From the entries, copy each line that includes "verbosity".

|---|

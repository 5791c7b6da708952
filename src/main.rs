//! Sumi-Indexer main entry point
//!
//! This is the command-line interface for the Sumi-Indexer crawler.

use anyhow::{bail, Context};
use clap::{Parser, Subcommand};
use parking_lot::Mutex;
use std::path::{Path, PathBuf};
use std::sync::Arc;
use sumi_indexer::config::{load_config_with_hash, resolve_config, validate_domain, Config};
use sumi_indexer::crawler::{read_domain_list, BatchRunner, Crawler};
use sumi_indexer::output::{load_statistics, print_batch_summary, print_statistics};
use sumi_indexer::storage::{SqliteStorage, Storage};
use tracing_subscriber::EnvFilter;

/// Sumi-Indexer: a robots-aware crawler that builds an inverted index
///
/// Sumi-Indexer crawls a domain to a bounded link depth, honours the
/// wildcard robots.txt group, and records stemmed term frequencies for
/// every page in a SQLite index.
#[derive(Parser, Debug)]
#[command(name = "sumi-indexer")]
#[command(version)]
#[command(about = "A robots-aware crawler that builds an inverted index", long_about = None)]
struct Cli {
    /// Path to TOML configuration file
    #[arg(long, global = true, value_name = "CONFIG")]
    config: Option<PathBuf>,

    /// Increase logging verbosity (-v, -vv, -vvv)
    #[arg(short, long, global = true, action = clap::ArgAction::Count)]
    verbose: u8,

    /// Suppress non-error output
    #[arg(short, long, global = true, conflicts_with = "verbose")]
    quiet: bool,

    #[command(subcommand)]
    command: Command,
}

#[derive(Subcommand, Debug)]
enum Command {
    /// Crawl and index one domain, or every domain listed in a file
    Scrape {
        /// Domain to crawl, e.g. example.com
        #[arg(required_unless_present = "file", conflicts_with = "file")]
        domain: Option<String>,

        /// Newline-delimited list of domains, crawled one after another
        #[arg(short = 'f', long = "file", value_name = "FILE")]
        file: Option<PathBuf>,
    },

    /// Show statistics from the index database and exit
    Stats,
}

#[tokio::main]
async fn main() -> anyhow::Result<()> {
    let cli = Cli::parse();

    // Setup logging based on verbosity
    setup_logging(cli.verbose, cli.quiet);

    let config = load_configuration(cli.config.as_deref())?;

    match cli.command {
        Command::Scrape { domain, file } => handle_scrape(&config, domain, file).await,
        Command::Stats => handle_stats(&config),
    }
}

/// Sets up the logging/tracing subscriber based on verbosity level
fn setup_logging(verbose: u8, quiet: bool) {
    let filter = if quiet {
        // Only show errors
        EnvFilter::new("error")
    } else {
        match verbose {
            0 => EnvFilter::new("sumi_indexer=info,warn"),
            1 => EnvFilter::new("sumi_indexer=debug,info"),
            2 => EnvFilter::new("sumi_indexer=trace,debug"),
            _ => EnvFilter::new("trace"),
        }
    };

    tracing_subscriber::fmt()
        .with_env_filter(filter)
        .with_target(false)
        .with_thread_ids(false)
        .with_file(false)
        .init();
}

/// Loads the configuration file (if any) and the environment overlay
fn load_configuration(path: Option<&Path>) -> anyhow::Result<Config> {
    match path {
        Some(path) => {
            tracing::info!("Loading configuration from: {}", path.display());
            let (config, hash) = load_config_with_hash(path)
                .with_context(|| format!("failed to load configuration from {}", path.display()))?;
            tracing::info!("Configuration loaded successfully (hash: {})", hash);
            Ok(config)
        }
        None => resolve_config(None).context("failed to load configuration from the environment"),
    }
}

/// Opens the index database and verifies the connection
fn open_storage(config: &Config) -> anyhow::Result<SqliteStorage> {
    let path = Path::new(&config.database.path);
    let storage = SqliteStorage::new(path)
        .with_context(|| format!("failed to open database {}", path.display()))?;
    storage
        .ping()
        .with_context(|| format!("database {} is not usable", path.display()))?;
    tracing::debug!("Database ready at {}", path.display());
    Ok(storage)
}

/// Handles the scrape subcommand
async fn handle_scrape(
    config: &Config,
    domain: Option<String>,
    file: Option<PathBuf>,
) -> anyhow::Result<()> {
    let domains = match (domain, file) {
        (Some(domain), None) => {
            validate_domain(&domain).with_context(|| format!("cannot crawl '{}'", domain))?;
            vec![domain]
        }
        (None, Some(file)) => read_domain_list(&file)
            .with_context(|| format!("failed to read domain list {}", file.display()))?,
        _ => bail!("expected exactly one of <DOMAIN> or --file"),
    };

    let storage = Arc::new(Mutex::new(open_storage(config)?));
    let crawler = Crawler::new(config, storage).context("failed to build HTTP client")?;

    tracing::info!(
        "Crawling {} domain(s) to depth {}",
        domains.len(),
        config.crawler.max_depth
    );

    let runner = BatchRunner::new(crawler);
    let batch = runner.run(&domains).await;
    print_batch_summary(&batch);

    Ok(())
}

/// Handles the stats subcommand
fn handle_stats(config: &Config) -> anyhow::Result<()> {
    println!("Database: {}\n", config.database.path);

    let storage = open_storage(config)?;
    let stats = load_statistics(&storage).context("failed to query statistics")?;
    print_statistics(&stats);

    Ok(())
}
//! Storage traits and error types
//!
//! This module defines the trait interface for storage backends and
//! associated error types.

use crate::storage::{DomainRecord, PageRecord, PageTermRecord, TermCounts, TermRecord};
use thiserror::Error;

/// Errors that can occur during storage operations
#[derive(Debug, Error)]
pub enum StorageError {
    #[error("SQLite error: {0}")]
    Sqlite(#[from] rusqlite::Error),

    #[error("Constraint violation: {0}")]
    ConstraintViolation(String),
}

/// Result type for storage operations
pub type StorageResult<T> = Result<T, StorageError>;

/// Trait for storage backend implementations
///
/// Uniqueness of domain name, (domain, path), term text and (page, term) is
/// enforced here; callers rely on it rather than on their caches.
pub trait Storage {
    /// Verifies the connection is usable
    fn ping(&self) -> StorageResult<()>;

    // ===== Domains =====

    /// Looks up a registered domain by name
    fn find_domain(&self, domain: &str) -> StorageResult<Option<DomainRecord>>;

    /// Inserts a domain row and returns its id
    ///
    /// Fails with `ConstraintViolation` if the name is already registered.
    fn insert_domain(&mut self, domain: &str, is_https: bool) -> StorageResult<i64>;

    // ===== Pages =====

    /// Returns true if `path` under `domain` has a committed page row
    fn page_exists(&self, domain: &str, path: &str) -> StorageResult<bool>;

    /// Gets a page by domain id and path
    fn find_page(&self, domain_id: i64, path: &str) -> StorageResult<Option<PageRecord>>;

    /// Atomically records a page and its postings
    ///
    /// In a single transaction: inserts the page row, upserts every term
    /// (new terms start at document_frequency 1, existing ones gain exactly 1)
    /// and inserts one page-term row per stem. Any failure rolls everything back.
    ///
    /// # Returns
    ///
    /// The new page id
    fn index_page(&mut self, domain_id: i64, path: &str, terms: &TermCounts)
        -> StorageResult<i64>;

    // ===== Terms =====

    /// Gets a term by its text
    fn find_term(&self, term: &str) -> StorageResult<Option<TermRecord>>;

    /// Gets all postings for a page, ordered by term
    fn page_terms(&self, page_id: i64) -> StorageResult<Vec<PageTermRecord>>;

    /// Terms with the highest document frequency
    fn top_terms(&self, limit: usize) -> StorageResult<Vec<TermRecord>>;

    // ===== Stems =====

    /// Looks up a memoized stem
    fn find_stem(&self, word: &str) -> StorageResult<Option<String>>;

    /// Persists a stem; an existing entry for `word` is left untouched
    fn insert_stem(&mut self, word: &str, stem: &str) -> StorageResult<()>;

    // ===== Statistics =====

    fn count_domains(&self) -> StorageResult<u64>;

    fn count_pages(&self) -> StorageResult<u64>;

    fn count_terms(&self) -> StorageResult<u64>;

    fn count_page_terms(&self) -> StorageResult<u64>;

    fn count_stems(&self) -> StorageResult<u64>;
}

|---|

### Answer for the task
    /// Increase logging verbosity (-v, -vv, -vvv)
    // Setup logging based on verbosity
/// Sets up the logging/tracing subscriber based on verbosity level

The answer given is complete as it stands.